(Collected data entries)
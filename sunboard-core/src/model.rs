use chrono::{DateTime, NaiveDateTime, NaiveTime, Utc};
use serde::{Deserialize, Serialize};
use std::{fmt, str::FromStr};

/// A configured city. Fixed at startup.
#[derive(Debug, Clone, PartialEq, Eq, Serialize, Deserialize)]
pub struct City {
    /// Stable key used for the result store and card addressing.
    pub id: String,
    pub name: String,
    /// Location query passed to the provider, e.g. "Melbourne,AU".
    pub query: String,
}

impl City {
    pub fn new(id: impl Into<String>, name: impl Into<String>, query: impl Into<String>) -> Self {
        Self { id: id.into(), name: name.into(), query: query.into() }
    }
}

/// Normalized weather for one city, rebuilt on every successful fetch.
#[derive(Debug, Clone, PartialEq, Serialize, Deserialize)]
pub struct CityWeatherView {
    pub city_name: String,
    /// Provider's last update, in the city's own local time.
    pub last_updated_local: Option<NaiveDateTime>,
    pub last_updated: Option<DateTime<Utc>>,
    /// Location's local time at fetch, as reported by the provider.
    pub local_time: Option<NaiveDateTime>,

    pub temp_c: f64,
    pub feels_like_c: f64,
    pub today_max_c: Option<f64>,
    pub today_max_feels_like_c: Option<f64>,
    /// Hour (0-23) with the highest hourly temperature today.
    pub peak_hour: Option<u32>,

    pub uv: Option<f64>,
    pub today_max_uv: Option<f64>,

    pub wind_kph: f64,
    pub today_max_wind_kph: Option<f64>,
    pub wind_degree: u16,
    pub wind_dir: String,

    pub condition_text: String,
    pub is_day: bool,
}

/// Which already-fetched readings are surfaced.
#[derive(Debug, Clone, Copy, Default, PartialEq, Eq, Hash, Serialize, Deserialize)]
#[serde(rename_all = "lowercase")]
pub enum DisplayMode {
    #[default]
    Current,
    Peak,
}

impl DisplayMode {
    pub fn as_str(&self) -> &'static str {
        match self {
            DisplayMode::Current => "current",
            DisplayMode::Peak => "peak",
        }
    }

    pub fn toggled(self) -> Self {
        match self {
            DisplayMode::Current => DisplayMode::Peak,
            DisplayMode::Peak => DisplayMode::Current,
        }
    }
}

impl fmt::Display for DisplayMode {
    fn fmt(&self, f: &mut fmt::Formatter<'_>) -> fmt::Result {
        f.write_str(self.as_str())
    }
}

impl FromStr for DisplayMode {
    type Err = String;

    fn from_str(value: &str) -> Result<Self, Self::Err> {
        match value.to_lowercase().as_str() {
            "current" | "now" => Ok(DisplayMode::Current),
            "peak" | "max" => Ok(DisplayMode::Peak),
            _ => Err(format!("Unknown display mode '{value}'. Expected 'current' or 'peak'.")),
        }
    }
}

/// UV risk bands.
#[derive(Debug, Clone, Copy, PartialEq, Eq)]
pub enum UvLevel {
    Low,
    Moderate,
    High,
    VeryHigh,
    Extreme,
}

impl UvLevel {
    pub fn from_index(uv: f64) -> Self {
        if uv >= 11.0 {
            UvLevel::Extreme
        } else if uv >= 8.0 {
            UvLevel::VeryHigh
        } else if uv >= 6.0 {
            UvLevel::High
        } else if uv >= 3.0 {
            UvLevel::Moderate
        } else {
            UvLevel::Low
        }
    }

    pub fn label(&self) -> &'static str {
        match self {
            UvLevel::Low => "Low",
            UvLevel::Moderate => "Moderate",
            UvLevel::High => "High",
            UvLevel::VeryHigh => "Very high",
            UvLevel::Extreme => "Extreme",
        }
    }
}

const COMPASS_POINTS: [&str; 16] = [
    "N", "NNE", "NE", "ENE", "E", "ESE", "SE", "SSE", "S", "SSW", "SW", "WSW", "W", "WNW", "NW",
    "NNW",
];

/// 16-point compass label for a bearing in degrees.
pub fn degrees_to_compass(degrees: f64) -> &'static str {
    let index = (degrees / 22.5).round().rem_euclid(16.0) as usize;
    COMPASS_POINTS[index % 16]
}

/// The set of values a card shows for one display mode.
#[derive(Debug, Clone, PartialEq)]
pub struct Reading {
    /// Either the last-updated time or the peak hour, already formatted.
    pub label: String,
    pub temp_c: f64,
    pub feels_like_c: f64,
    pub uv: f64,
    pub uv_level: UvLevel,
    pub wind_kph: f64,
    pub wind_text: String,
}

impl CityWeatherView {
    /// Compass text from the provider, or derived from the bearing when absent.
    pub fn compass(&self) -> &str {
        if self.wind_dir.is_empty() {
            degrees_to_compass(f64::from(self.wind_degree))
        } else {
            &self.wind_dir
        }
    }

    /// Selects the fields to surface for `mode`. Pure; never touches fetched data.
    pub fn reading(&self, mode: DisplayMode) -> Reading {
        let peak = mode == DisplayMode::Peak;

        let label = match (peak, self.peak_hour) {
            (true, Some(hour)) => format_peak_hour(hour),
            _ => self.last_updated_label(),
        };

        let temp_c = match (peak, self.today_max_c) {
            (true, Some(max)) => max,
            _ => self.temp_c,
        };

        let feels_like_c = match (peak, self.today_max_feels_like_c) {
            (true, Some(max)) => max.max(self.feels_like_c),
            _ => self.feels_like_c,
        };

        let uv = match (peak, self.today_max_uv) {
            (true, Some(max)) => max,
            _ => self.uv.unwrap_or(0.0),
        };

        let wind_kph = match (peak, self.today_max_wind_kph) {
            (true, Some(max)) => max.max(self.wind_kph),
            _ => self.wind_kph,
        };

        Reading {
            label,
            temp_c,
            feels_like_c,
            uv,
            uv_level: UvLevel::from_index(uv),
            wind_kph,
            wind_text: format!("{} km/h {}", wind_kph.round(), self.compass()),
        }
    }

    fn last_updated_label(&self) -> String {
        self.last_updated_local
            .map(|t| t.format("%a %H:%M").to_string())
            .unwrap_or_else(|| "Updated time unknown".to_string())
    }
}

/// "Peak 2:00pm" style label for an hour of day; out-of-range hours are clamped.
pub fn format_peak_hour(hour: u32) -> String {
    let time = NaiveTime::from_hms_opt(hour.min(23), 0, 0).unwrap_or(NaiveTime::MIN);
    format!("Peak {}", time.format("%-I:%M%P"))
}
--
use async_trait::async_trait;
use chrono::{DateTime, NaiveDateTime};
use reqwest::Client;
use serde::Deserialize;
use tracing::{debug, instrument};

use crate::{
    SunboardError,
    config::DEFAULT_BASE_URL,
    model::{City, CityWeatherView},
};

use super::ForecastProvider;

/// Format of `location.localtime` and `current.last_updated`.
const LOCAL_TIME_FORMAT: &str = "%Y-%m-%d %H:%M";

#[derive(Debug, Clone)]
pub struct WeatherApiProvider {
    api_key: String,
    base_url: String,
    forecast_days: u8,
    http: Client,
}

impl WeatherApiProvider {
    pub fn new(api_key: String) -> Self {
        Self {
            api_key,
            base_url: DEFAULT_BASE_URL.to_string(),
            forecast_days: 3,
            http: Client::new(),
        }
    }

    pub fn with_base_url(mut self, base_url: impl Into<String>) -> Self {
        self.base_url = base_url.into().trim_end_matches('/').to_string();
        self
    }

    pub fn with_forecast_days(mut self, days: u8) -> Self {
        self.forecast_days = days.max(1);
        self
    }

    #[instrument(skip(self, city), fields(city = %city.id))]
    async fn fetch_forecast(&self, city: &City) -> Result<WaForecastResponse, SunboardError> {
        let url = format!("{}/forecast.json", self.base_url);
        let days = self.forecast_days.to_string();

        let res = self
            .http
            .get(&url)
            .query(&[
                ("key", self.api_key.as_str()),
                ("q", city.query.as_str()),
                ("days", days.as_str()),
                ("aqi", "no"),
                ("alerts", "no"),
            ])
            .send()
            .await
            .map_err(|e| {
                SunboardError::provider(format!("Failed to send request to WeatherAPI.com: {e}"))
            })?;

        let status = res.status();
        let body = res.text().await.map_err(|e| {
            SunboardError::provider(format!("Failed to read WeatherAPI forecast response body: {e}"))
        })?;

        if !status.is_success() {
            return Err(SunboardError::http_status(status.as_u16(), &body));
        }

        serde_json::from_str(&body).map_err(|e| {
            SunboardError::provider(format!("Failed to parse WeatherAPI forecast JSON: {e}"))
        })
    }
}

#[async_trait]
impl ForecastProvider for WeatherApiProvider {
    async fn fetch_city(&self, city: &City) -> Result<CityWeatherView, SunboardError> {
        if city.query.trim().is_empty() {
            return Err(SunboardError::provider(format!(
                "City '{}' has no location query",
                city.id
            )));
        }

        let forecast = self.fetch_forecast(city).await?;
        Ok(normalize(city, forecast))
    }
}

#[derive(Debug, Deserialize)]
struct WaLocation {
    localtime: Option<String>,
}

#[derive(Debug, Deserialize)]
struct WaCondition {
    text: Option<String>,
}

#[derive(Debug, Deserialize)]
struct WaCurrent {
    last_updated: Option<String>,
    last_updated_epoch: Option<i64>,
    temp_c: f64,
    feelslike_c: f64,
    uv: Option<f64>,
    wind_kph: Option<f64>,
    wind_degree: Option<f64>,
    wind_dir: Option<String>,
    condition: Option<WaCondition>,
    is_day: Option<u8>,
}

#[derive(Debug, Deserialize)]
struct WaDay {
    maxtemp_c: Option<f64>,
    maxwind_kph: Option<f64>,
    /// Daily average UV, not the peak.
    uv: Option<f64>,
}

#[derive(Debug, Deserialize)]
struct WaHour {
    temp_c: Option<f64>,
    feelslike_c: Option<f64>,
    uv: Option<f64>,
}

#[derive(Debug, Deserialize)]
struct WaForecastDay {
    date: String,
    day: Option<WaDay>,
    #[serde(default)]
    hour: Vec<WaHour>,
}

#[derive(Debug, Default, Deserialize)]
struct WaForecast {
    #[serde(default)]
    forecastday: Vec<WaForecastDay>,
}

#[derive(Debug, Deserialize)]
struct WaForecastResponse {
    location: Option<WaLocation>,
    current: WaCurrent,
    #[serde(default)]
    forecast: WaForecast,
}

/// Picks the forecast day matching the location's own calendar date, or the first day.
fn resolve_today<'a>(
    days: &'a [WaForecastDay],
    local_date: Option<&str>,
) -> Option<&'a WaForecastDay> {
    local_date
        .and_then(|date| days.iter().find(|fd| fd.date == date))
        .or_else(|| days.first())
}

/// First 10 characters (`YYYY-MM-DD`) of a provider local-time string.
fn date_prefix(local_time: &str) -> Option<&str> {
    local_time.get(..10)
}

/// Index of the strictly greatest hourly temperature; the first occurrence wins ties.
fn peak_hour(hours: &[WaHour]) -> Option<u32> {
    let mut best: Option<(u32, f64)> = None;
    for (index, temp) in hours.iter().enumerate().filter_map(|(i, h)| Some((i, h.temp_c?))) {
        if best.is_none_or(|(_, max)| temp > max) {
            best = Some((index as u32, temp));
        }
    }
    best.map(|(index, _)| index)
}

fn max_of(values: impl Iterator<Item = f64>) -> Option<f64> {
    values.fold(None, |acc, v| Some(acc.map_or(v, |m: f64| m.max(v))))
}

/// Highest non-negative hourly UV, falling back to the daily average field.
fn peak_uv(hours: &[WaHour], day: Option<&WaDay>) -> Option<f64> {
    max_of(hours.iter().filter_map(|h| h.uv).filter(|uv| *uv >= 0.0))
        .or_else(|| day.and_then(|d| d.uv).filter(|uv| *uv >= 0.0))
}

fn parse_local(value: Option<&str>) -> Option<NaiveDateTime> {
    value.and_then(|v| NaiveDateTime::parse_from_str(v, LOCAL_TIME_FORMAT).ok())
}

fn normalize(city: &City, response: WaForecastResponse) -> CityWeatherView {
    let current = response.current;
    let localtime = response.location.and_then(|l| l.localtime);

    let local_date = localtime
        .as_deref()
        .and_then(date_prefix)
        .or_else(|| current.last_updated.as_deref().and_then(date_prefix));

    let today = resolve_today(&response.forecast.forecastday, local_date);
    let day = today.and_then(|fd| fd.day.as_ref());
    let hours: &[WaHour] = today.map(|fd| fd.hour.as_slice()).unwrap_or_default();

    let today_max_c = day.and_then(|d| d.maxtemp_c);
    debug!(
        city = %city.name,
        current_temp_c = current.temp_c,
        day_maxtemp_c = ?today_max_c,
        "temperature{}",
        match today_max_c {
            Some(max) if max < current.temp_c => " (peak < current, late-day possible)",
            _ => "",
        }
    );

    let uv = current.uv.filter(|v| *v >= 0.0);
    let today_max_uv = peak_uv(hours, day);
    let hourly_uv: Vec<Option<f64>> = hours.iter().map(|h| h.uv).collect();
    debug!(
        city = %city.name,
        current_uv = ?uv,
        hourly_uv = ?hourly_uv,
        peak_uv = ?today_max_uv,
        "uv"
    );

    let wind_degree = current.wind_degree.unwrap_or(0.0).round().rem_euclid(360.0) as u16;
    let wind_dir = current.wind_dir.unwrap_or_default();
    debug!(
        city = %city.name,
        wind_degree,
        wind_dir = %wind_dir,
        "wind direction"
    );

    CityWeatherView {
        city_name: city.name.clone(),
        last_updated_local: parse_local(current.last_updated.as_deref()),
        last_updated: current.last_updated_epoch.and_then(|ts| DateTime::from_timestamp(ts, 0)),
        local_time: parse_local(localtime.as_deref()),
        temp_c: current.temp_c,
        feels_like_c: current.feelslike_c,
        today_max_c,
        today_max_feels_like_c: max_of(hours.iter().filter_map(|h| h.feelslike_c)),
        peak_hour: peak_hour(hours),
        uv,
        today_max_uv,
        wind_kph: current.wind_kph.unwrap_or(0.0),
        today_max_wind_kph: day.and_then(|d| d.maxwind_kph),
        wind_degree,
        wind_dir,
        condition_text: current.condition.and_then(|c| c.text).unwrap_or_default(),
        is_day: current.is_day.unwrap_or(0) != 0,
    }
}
* * *
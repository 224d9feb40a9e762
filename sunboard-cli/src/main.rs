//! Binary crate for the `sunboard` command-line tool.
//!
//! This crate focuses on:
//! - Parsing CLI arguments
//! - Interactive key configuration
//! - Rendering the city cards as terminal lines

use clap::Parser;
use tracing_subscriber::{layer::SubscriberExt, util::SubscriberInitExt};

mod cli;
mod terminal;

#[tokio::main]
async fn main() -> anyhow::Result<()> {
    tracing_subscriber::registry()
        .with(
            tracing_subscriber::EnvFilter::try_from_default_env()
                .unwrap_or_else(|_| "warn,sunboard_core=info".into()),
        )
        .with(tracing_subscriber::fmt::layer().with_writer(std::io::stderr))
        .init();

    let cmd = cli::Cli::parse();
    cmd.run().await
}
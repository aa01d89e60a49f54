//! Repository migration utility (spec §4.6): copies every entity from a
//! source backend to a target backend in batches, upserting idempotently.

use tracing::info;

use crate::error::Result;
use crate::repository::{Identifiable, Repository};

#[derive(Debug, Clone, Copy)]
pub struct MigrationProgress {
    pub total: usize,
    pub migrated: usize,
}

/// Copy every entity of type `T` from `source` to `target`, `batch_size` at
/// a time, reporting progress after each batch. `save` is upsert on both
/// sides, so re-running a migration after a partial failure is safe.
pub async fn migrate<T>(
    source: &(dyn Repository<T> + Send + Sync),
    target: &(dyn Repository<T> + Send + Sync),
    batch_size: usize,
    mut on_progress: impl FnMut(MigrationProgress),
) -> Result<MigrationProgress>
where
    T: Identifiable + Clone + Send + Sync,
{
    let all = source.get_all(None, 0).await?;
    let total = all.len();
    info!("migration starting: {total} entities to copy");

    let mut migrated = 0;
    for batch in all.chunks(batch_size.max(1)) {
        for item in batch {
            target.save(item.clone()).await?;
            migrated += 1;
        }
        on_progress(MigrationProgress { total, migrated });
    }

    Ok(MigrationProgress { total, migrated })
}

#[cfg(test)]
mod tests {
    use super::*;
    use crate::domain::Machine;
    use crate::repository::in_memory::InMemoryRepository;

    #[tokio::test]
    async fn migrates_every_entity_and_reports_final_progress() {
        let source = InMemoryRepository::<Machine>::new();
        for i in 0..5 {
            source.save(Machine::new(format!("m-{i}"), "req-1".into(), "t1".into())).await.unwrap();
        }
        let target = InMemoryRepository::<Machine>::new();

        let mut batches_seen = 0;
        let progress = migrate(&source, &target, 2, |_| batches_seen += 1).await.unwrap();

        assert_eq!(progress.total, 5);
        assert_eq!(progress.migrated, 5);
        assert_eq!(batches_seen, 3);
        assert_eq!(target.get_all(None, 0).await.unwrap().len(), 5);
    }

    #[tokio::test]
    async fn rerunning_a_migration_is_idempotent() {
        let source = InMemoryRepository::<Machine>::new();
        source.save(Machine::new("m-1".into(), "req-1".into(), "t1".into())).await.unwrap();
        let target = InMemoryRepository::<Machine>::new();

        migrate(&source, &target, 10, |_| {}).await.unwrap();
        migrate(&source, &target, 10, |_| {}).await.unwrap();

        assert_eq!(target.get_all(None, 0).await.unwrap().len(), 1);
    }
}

What is being asked:
From the records above, retype only the lines starting at the line that contains "filename sunboard-core/src/model.rs" and ending at the line that contains "pub fn as_str(&self)", both included.

Answer space:
filename sunboard-core/src/model.rs
use chrono::{DateTime, NaiveDateTime, NaiveTime, Utc};
use serde::{Deserialize, Serialize};
use std::{fmt, str::FromStr};

/// A configured city. Fixed at startup.
#[derive(Debug, Clone, PartialEq, Eq, Serialize, Deserialize)]
pub struct City {
    /// Stable key used for the result store and card addressing.
    pub id: String,
    pub name: String,
    /// Location query passed to the provider, e.g. "Melbourne,AU".
    pub query: String,
}

impl City {
    pub fn new(id: impl Into<String>, name: impl Into<String>, query: impl Into<String>) -> Self {
        Self { id: id.into(), name: name.into(), query: query.into() }
    }
}

/// Normalized weather for one city, rebuilt on every successful fetch.
#[derive(Debug, Clone, PartialEq, Serialize, Deserialize)]
pub struct CityWeatherView {
    pub city_name: String,
    /// Provider's last update, in the city's own local time.
    pub last_updated_local: Option<NaiveDateTime>,
    pub last_updated: Option<DateTime<Utc>>,
    /// Location's local time at fetch, as reported by the provider.
    pub local_time: Option<NaiveDateTime>,

    pub temp_c: f64,
    pub feels_like_c: f64,
    pub today_max_c: Option<f64>,
    pub today_max_feels_like_c: Option<f64>,
    /// Hour (0-23) with the highest hourly temperature today.
    pub peak_hour: Option<u32>,

    pub uv: Option<f64>,
    pub today_max_uv: Option<f64>,

    pub wind_kph: f64,
    pub today_max_wind_kph: Option<f64>,
    pub wind_degree: u16,
    pub wind_dir: String,

    pub condition_text: String,
    pub is_day: bool,
}

/// Which already-fetched readings are surfaced.
#[derive(Debug, Clone, Copy, Default, PartialEq, Eq, Hash, Serialize, Deserialize)]
#[serde(rename_all = "lowercase")]
pub enum DisplayMode {
    #[default]
    Current,
    Peak,
}

impl DisplayMode {
    pub fn as_str(&self) -> &'static str {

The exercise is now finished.